• YOUR ASSIGNMENT:
Go through the data and report each line that holds the string "Some".

··· SUPPLIED DATA ···

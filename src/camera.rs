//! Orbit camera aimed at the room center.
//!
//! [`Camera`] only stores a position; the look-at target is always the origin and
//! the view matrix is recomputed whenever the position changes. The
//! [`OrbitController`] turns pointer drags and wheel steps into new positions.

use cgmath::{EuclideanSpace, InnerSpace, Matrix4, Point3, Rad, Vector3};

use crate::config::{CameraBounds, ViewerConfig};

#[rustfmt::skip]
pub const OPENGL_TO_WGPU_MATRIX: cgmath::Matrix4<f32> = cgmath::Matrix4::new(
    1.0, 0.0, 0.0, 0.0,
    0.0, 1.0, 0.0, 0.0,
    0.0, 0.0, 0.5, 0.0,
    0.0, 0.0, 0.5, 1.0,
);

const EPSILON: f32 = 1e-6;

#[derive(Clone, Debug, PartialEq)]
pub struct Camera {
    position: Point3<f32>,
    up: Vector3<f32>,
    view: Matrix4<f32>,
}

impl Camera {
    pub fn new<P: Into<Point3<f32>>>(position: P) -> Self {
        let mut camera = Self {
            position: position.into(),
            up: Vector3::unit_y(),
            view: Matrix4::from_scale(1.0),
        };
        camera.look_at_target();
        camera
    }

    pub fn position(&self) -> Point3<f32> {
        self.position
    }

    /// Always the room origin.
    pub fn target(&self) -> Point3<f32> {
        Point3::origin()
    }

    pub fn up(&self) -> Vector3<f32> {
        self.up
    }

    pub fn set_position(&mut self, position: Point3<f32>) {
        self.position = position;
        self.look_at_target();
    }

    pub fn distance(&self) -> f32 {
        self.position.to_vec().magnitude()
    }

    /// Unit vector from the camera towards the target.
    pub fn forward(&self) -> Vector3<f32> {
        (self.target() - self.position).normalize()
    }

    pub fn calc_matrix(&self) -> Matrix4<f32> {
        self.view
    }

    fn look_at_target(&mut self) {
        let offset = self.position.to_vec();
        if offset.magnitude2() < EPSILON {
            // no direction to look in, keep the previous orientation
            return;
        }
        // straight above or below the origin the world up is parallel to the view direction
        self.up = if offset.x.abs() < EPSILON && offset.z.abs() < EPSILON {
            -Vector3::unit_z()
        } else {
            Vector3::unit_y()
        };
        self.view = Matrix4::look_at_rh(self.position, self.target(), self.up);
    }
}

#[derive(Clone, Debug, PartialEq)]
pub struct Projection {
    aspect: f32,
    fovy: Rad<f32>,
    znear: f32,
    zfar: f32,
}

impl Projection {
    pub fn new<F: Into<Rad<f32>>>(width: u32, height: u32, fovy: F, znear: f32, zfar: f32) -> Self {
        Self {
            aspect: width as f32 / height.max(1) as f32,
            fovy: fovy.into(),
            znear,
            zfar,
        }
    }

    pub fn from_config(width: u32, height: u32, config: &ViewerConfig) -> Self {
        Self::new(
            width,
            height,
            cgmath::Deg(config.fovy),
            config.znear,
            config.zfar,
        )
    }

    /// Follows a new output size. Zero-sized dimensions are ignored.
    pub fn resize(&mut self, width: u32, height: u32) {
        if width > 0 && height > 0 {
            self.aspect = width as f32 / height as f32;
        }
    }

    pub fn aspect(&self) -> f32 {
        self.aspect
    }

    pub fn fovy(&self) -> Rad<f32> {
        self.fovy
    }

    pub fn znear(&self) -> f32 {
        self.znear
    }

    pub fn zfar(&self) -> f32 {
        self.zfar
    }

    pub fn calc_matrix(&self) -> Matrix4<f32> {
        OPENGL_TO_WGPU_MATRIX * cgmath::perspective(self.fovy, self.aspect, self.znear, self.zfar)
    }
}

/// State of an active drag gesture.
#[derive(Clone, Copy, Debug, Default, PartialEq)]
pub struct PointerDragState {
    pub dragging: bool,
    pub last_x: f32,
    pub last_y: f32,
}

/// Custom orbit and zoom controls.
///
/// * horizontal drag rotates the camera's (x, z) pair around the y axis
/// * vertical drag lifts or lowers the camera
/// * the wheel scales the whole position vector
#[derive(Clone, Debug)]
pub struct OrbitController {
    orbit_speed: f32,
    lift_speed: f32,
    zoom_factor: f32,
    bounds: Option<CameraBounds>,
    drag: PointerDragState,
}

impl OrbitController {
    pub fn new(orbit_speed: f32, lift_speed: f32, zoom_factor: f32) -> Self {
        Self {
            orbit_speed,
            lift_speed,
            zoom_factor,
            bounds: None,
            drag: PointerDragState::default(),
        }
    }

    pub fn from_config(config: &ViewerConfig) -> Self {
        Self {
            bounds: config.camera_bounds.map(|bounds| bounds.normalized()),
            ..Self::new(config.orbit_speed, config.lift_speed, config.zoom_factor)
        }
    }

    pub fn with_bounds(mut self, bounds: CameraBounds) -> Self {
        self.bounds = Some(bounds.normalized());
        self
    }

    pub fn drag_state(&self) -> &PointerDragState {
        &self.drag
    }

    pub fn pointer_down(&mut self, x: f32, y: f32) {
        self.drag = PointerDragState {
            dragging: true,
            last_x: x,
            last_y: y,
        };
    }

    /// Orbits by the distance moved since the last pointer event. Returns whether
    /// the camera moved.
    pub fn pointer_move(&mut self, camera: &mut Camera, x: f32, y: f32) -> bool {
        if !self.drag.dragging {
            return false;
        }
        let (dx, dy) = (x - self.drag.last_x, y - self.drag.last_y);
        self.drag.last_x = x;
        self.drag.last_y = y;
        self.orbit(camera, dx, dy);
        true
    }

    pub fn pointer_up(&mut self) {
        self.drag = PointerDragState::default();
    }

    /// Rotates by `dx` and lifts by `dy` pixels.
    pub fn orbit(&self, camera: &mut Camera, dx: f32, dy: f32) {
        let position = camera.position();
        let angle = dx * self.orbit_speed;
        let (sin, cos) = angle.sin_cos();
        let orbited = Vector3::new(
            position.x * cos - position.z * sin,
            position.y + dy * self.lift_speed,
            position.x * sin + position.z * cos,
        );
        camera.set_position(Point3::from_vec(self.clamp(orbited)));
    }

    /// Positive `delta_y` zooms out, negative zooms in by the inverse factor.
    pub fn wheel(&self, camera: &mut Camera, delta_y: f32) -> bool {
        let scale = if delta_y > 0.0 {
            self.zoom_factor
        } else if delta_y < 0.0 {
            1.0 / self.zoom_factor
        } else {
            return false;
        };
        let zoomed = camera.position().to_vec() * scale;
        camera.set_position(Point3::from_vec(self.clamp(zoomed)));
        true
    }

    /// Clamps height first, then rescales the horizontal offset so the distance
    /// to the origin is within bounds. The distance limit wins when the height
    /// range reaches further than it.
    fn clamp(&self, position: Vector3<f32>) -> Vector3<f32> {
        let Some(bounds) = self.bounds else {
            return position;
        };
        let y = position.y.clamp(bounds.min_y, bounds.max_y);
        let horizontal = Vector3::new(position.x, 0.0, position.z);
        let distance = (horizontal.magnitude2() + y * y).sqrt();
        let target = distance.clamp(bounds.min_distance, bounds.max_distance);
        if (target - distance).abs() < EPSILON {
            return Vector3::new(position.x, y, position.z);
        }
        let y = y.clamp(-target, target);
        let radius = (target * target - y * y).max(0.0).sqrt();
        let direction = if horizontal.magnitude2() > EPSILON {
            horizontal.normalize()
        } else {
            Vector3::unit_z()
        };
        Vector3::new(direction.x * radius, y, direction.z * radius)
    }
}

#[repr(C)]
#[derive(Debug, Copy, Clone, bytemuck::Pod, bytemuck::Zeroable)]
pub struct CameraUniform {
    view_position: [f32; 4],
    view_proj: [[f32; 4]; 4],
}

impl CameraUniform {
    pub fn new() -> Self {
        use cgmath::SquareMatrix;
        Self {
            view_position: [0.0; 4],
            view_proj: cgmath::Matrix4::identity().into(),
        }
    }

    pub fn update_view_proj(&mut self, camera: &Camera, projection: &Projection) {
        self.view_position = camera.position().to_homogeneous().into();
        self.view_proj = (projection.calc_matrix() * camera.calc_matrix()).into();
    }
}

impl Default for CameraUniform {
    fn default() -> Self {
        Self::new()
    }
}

···
··· SUPPLIED DATA ···

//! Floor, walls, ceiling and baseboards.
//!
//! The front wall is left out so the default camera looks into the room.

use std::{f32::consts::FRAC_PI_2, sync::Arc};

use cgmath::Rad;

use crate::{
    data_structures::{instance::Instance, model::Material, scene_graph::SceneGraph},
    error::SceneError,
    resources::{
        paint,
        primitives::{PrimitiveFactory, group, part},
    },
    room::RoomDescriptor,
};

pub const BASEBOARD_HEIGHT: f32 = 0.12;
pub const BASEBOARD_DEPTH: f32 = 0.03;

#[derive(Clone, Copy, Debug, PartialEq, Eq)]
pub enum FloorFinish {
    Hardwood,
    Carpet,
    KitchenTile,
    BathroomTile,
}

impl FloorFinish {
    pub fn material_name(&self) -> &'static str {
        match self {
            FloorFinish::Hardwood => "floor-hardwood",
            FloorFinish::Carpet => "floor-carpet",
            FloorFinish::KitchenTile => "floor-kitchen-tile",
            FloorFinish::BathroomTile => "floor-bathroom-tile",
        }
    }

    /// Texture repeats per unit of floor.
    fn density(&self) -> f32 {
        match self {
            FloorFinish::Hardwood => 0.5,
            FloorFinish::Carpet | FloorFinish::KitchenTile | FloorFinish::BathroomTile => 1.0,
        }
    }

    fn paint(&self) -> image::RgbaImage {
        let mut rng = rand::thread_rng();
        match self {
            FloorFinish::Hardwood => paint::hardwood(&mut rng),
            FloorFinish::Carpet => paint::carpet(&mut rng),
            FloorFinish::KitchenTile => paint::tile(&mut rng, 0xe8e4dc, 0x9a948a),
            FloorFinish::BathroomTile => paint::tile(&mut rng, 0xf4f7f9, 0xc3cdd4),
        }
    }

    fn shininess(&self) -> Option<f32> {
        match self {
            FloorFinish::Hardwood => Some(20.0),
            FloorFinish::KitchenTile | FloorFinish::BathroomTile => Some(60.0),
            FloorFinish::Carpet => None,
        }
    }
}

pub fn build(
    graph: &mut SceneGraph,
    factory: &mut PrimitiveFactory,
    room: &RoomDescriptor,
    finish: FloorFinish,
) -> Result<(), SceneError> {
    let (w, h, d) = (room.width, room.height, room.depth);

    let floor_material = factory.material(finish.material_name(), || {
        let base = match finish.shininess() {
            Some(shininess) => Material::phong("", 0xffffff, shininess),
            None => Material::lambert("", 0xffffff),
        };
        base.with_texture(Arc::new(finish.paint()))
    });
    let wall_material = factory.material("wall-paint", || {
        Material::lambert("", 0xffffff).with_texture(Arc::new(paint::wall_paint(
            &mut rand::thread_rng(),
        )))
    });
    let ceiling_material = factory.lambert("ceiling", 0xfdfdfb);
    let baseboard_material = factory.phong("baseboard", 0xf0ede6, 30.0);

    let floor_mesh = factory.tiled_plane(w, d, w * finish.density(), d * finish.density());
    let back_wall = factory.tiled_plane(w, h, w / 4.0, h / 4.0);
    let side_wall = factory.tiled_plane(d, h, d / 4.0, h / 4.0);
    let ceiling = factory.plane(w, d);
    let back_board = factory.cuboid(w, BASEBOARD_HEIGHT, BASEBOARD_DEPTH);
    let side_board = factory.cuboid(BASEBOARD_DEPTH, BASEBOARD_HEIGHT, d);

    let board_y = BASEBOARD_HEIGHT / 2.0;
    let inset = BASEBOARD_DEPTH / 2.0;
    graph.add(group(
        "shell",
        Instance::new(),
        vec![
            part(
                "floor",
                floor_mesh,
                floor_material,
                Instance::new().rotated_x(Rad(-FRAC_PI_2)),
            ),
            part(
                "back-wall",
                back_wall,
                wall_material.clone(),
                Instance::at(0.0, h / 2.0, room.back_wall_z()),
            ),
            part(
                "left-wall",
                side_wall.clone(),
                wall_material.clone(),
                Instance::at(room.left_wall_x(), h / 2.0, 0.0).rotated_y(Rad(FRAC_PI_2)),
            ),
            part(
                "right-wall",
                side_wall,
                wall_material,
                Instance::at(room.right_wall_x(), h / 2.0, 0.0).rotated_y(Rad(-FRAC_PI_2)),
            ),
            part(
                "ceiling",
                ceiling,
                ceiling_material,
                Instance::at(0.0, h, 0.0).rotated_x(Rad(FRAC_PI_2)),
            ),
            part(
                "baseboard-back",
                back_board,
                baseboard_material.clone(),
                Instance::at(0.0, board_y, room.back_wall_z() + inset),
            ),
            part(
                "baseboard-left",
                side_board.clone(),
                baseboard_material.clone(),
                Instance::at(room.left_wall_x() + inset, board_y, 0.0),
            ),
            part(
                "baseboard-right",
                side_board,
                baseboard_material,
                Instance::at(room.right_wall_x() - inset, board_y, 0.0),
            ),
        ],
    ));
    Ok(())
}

···

• EXERCISE RESULT:
        self.bounds = Some(bounds.normalized());
        let Some(bounds) = self.bounds else {
            FloorFinish::Hardwood => Some(20.0),
            FloorFinish::KitchenTile | FloorFinish::BathroomTile => Some(60.0),
            Some(shininess) => Material::phong("", 0xffffff, shininess),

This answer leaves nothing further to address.